Alex Salmond (Credit: Getty images)

Watching Alex Salmond rail against Nicola Sturgeon for sidetracking the Scottish independence movement with gender identity ideology is both uncanny and oddly nostalgic. Salmond was Sturgeon’s mentor and is largely responsible for putting her in the post she now holds.

For ten magical years between 2004 and 2014, they were the dream team of Scottish politics. Together they wrested control of Holyrood from Labour, lead a nationalist march through the institutions and civil society, and convinced 45 per cent of Scots to vote for secession. They made history and came damn near close to unmaking the United Kingdom.

Now Salmond has scolded his protege in a Burns Supper speech in Dundee that is being touted by people with a limited understanding of Scottish politics as ‘devastating’ to Sturgeon. It is not, but it does make some worthwhile points and it makes them fairly well.

Sturgeon has been damaged but there is no serious threat to her leadership or her political future

Salmond contrasts his coalition-building approach to independence with Sturgeon’s red-line drawing purism and dalliance with what he regards as fringe political priorities. He hails his work with Catholics, Scots of Asian origin and businesspeople to bring them on board.

There is some self-hagiography here – this is Alex Salmond we’re talking about – but there is a lot of truth in it, too. Nearly half of Scots didn’t wake up on 18 September 2014 and decide to vote Yes for the hell of it. Rather, it was the culmination of years of work by Salmond and others to turn the SNP into the political vehicle of the Scottish people and then to convince those people to embrace the party’s goal of independence.

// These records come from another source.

use std::fmt;

use argon2::password_hash::rand_core::OsRng;
use argon2::password_hash::PasswordHash;
use argon2::password_hash::PasswordHasher as Argon2PasswordHasher;
use argon2::password_hash::PasswordVerifier;
use argon2::password_hash::SaltString;
use argon2::Algorithm;
use argon2::Argon2;
use argon2::Params;
use argon2::Version;

use super::errors::PasswordError;

/// Plaintext hashed once at construction so that lookups for unknown accounts
/// can spend the same verification work as lookups for known ones.
const DECOY_PLAINTEXT: &str = "decoy-password-for-timing-equalization";

/// Argon2id work factor.
///
/// The parameters are embedded in every PHC digest, so raising the cost only
/// affects new hashes; digests produced under an older cost stay verifiable.
#[derive(Debug, Clone, Copy, PartialEq, Eq)]
pub struct HashingCost {
    /// Memory size in KiB.
    pub memory_kib: u32,
    /// Number of passes over memory.
    pub iterations: u32,
    /// Degree of parallelism (lanes).
    pub parallelism: u32,
}

impl HashingCost {
    /// Smallest cost Argon2 accepts. Only meant for tests.
    pub const MINIMUM: Self = Self {
        memory_kib: 8,
        iterations: 1,
        parallelism: 1,
    };

    fn to_params(self) -> Result<Params, PasswordError> {
        Params::new(self.memory_kib, self.iterations, self.parallelism, None)
            .map_err(|e| PasswordError::InvalidCost(e.to_string()))
    }
}

impl Default for HashingCost {
    /// OWASP baseline for Argon2id (19 MiB, 2 passes, 1 lane).
    fn default() -> Self {
        Self {
            memory_kib: 19 * 1024,
            iterations: 2,
            parallelism: 1,
        }
    }
}

/// Password hashing implementation.
///
/// Provides salted, adaptive-cost password hashing (internally uses Argon2id).
#[derive(Clone)]
pub struct PasswordHasher {
    argon2: Argon2<'static>,
    cost: HashingCost,
    decoy_hash: String,
}

impl PasswordHasher {
    /// Create a new password hasher with the given work factor.
    ///
    /// # Arguments
    /// * `cost` - Argon2id parameters used for new digests
    ///
    /// # Returns
    /// PasswordHasher instance with a precomputed decoy digest
    ///
    /// # Errors
    /// * `InvalidCost` - Parameters rejected by Argon2
    /// * `HashingFailed` - Decoy digest could not be computed
    pub fn new(cost: HashingCost) -> Result<Self, PasswordError> {
        let argon2 = Argon2::new(Algorithm::Argon2id, Version::V0x13, cost.to_params()?);
        let decoy_hash = Self::hash_with(&argon2, DECOY_PLAINTEXT)?;

        Ok(Self {
            argon2,
            cost,
            decoy_hash,
        })
    }

    /// Hash a plaintext password securely.
    ///
    /// # Arguments
    /// * `password` - Plaintext password to hash
    ///
    /// # Returns
    /// PHC string format hash (includes algorithm, parameters, salt, and hash)
    ///
    /// # Errors
    /// * `HashingFailed` - Password hashing operation failed (not retryable)
    pub fn hash(&self, password: &str) -> Result<String, PasswordError> {
        Self::hash_with(&self.argon2, password)
    }

    /// Verify a password against a stored hash.
    ///
    /// Parameters are read back from the digest itself, so hashes created with
    /// a different cost are verified correctly.
    ///
    /// # Returns
    /// True if password matches; false on mismatch or unparseable digest
    pub fn verify(&self, password: &str, hash: &str) -> bool {
        match PasswordHash::new(hash) {
            Ok(parsed_hash) => self
                .argon2
                .verify_password(password.as_bytes(), &parsed_hash)
                .is_ok(),
            Err(_) => false,
        }
    }

    /// Run a full verification against the decoy digest and discard the result.
    ///
    /// Callers use this when no stored digest exists for the requested account,
    /// so that response latency does not reveal whether the account exists.
    pub fn verify_decoy(&self, password: &str) {
        let _ = self.verify(password, &self.decoy_hash);
    }

    /// Work factor applied to new digests.
    pub fn cost(&self) -> HashingCost {
        self.cost
    }

    fn hash_with(argon2: &Argon2<'static>, password: &str) -> Result<String, PasswordError> {
        let salt = SaltString::generate(&mut OsRng);

        argon2
            .hash_password(password.as_bytes(), &salt)
            .map(|hash| hash.to_string())
            .map_err(|e| PasswordError::HashingFailed(e.to_string()))
    }
}

impl fmt::Debug for PasswordHasher {
    fn fmt(&self, f: &mut fmt::Formatter<'_>) -> fmt::Result {
        f.debug_struct("PasswordHasher")
            .field("cost", &self.cost)
            .finish()
    }
}
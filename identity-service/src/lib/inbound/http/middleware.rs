use axum::extract::Request;
use axum::extract::State;
use axum::http::{self};
use axum::middleware::Next;
use axum::response::Response;

use crate::domain::user::models::Role;
use crate::domain::user::models::UserId;
use crate::inbound::http::handlers::ApiError;
use crate::inbound::http::router::AppState;

/// Extension type to store the authenticated caller in request extensions
#[derive(Debug, Clone)]
pub struct AuthenticatedUser {
    pub user_id: UserId,
    pub role: Role,
}

/// Middleware that validates access tokens and adds the caller to request extensions
pub async fn authenticate(
    State(state): State<AppState>,
    mut req: Request,
    next: Next,
) -> Result<Response, ApiError> {
    let token = extract_token_from_header(&req)?;

    let claims = state.token_codec.verify_access(token).map_err(|e| {
        tracing::warn!(error = %e, "Access token rejected");
        ApiError::Unauthorized("Invalid or expired token".to_string())
    })?;

    let user_id = UserId::from_string(&claims.sub).map_err(|e| {
        tracing::warn!(error = %e, "Access token carries a malformed subject");
        ApiError::Unauthorized("Invalid token format".to_string())
    })?;

    let role = claims.role.parse::<Role>().map_err(|e| {
        tracing::warn!(user_id = %user_id, error = %e, "Access token carries an unknown role");
        ApiError::Unauthorized("Invalid token format".to_string())
    })?;

    req.extensions_mut()
        .insert(AuthenticatedUser { user_id, role });

    Ok(next.run(req).await)
}

/// Middleware that only lets admins through. Must run inside `authenticate`.
pub async fn require_admin(req: Request, next: Next) -> Result<Response, ApiError> {
    let caller = req
        .extensions()
        .get::<AuthenticatedUser>()
        .map(|user| (user.user_id, user.role));

    match caller {
        Some((_, Role::Admin)) => Ok(next.run(req).await),
        Some((user_id, _)) => {
            tracing::warn!(user_id = %user_id, "Admin route denied");
            Err(ApiError::Forbidden("Admin access required".to_string()))
        }
        None => Err(ApiError::Unauthorized(
            "Missing Authorization header".to_string(),
        )),
    }
}

fn extract_token_from_header(req: &Request) -> Result<&str, ApiError> {
    let auth_header = req
        .headers()
        .get(http::header::AUTHORIZATION)
        .ok_or_else(|| ApiError::Unauthorized("Missing Authorization header".to_string()))?;

    let auth_str = auth_header
        .to_str()
        .map_err(|_| ApiError::Unauthorized("Invalid Authorization header".to_string()))?;

    match auth_str.strip_prefix("Bearer ") {
        Some(token) if !token.trim().is_empty() => Ok(token.trim()),
        _ => Err(ApiError::Unauthorized(
            "Invalid Authorization header format. Expected: Bearer <token>".to_string(),
        )),
    }
}
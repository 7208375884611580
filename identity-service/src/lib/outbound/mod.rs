pub mod notifications;
pub mod repositories;
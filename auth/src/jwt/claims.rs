use chrono::DateTime;
use chrono::Duration;
use chrono::Utc;
use serde::Deserialize;
use serde::Serialize;
use uuid::Uuid;

/// Claims carried by an access token.
///
/// `iat`, `nbf` and `exp` are Unix timestamps (seconds). `jti` is random per
/// token so two tokens minted in the same second never share a string.
#[derive(Debug, Clone, Serialize, Deserialize, PartialEq, Eq)]
pub struct AccessClaims {
    /// Subject (identity identifier)
    pub sub: String,

    /// Role granted to the subject
    pub role: String,

    /// Issued at
    pub iat: i64,

    /// Not before
    pub nbf: i64,

    /// Expiration time
    pub exp: i64,

    /// Unique token identifier
    pub jti: String,
}

impl AccessClaims {
    /// Build claims valid from `issued_at` for `ttl`.
    pub fn new(
        subject: impl ToString,
        role: impl ToString,
        issued_at: DateTime<Utc>,
        ttl: Duration,
    ) -> Self {
        Self {
            sub: subject.to_string(),
            role: role.to_string(),
            iat: issued_at.timestamp(),
            nbf: issued_at.timestamp(),
            exp: (issued_at + ttl).timestamp(),
            jti: Uuid::new_v4().to_string(),
        }
    }

    /// Check if token is expired.
    pub fn is_expired(&self, current_timestamp: i64) -> bool {
        self.exp < current_timestamp
    }

    /// Expiration as a timestamp.
    pub fn expires_at(&self) -> DateTime<Utc> {
        DateTime::from_timestamp(self.exp, 0).unwrap_or(DateTime::<Utc>::MIN_UTC)
    }
}

/// Claims carried by a refresh token. Identity reference only, no role.
#[derive(Debug, Clone, Serialize, Deserialize, PartialEq, Eq)]
pub struct RefreshClaims {
    pub sub: String,
    pub iat: i64,
    pub nbf: i64,
    pub exp: i64,
    pub jti: String,
}

impl RefreshClaims {
    /// Build claims valid from `issued_at` for `ttl`.
    pub fn new(subject: impl ToString, issued_at: DateTime<Utc>, ttl: Duration) -> Self {
        Self {
            sub: subject.to_string(),
            iat: issued_at.timestamp(),
            nbf: issued_at.timestamp(),
            exp: (issued_at + ttl).timestamp(),
            jti: Uuid::new_v4().to_string(),
        }
    }

    pub fn is_expired(&self, current_timestamp: i64) -> bool {
        self.exp < current_timestamp
    }

    pub fn expires_at(&self) -> DateTime<Utc> {
        DateTime::from_timestamp(self.exp, 0).unwrap_or(DateTime::<Utc>::MIN_UTC)
    }
}
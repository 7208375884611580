use std::fmt;

use auth::IssuedToken;
use chrono::DateTime;
use chrono::Duration;
use chrono::Utc;
use uuid::Uuid;

use crate::domain::user::models::DisplayName;
use crate::domain::user::models::EmailAddress;
use crate::domain::user::models::Password;
use crate::domain::user::models::User;
use crate::domain::user::models::UserId;

/// Persisted record of one issued refresh token.
///
/// Only `revoked` ever changes after creation.
#[derive(Clone, PartialEq, Eq)]
pub struct SessionToken {
    pub id: Uuid,
    pub user_id: UserId,
    pub token: String,
    pub expires_at: DateTime<Utc>,
    pub revoked: bool,
    pub created_at: DateTime<Utc>,
}

impl SessionToken {
    /// Record a freshly issued refresh token for `user_id`.
    pub fn new(user_id: UserId, issued: &IssuedToken) -> Self {
        Self {
            id: Uuid::new_v4(),
            user_id,
            token: issued.token.clone(),
            expires_at: issued.expires_at,
            revoked: false,
            created_at: Utc::now(),
        }
    }

    pub fn is_expired(&self, now: DateTime<Utc>) -> bool {
        self.expires_at < now
    }
}

impl fmt::Debug for SessionToken {
    fn fmt(&self, f: &mut fmt::Formatter<'_>) -> fmt::Result {
        f.debug_struct("SessionToken")
            .field("id", &self.id)
            .field("user_id", &self.user_id)
            .field("expires_at", &self.expires_at)
            .field("revoked", &self.revoked)
            .field("created_at", &self.created_at)
            .finish_non_exhaustive()
    }
}

/// Persisted single-use password reset token.
#[derive(Clone, PartialEq, Eq)]
pub struct ResetToken {
    pub id: Uuid,
    pub email: EmailAddress,
    pub token: String,
    pub expires_at: DateTime<Utc>,
    pub used: bool,
    pub created_at: DateTime<Utc>,
}

impl ResetToken {
    /// Lifetime of a reset token.
    pub fn ttl() -> Duration {
        Duration::hours(1)
    }

    /// Generate a fresh reset token for `email`.
    ///
    /// The token string is 64 hex characters drawn from two v4 UUIDs.
    pub fn generate(email: EmailAddress) -> Self {
        let now = Utc::now();
        let token = format!(
            "{}{}",
            Uuid::new_v4().simple(),
            Uuid::new_v4().simple()
        );

        Self {
            id: Uuid::new_v4(),
            email,
            token,
            expires_at: now + Self::ttl(),
            used: false,
            created_at: now,
        }
    }

    pub fn is_expired(&self, now: DateTime<Utc>) -> bool {
        self.expires_at < now
    }
}

impl fmt::Debug for ResetToken {
    fn fmt(&self, f: &mut fmt::Formatter<'_>) -> fmt::Result {
        f.debug_struct("ResetToken")
            .field("id", &self.id)
            .field("email", &self.email)
            .field("expires_at", &self.expires_at)
            .field("used", &self.used)
            .field("created_at", &self.created_at)
            .finish_non_exhaustive()
    }
}

/// Everything a store needs to redeem a reset token in one step:
/// mark the token used, replace the digest, revoke the user's sessions.
#[derive(Debug, Clone)]
pub struct PasswordRedemption {
    pub token: String,
    pub user_id: UserId,
    pub password_hash: String,
}

#[derive(Debug, Clone, Copy, PartialEq, Eq)]
pub enum RedemptionOutcome {
    Redeemed { revoked_sessions: u64 },
    /// A concurrent redemption won; nothing was changed.
    AlreadyUsed,
}

/// Payload handed to the reset notifier.
#[derive(Debug, Clone)]
pub struct ResetNotice {
    pub email: EmailAddress,
    pub token: String,
    pub expires_at: DateTime<Utc>,
}

impl From<&ResetToken> for ResetNotice {
    fn from(reset: &ResetToken) -> Self {
        Self {
            email: reset.email.clone(),
            token: reset.token.clone(),
            expires_at: reset.expires_at,
        }
    }
}

#[derive(Debug, Clone)]
pub struct TokenPair {
    pub access: IssuedToken,
    pub refresh: IssuedToken,
}

#[derive(Debug, Clone)]
pub struct LoginOutcome {
    pub tokens: TokenPair,
    pub user: User,
}

/// Command to register a new identity with validated fields
#[derive(Debug)]
pub struct RegisterCommand {
    pub email: EmailAddress,
    pub password: Password,
    pub display_name: DisplayName,
}

/// Command to log in. The password is checked against the digest, not the policy.
pub struct LoginCommand {
    pub email: EmailAddress,
    pub password: String,
}

impl fmt::Debug for LoginCommand {
    fn fmt(&self, f: &mut fmt::Formatter<'_>) -> fmt::Result {
        f.debug_struct("LoginCommand")
            .field("email", &self.email)
            .finish_non_exhaustive()
    }
}

pub struct ResetPasswordCommand {
    pub token: String,
    pub new_password: Password,
}

impl fmt::Debug for ResetPasswordCommand {
    fn fmt(&self, f: &mut fmt::Formatter<'_>) -> fmt::Result {
        f.debug_struct("ResetPasswordCommand")
            .field("new_password", &self.new_password)
            .finish_non_exhaustive()
    }
}

#[cfg(test)]
mod tests {
    use super::*;

    fn email() -> EmailAddress {
        EmailAddress::new("a@x.com".to_string()).unwrap()
    }

    #[test]
    fn test_reset_token_generation() {
        let first = ResetToken::generate(email());
        let second = ResetToken::generate(email());

        assert_eq!(first.token.len(), 64);
        assert!(first.token.chars().all(|c| c.is_ascii_hexdigit()));
        assert_ne!(first.token, second.token);
        assert!(!first.used);
        assert_eq!(first.expires_at - first.created_at, Duration::hours(1));
    }

    #[test]
    fn test_reset_token_expiry() {
        let reset = ResetToken::generate(email());

        assert!(!reset.is_expired(Utc::now()));
        assert!(reset.is_expired(Utc::now() + Duration::hours(2)));
    }

    #[test]
    fn test_session_token_mirrors_issued_token() {
        let issued = IssuedToken {
            token: "refresh-token".to_string(),
            expires_at: Utc::now() + Duration::days(7),
        };
        let user_id = UserId::new();

        let session = SessionToken::new(user_id, &issued);

        assert_eq!(session.user_id, user_id);
        assert_eq!(session.token, "refresh-token");
        assert_eq!(session.expires_at, issued.expires_at);
        assert!(!session.revoked);
        assert!(!format!("{:?}", session).contains("refresh-token"));
    }

    #[test]
    fn test_commands_redact_secrets() {
        let login = LoginCommand {
            email: email(),
            password: "hunter22".to_string(),
        };
        assert!(!format!("{:?}", login).contains("hunter22"));

        let reset = ResetPasswordCommand {
            token: "a1b2c3d4".to_string(),
            new_password: Password::new("new-secret".to_string()).unwrap(),
        };
        let debug = format!("{:?}", reset);
        assert!(!debug.contains("a1b2c3d4"));
        assert!(!debug.contains("new-secret"));
    }
}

Herculean efforts were put into winning over groups long suspicious of the SNP, some of them with good reason, and building a coalition that could withstand appeals to old loyalties and fading identities. 

Without uttering her name, Salmond excoriates his successor’s decision to abandon this approach in favour of aligning the SNP with unpopular policies and minority ideologies:

I thought everybody who wanted to see an independent country understood that you must open your heart and your mind to every part and section of that population.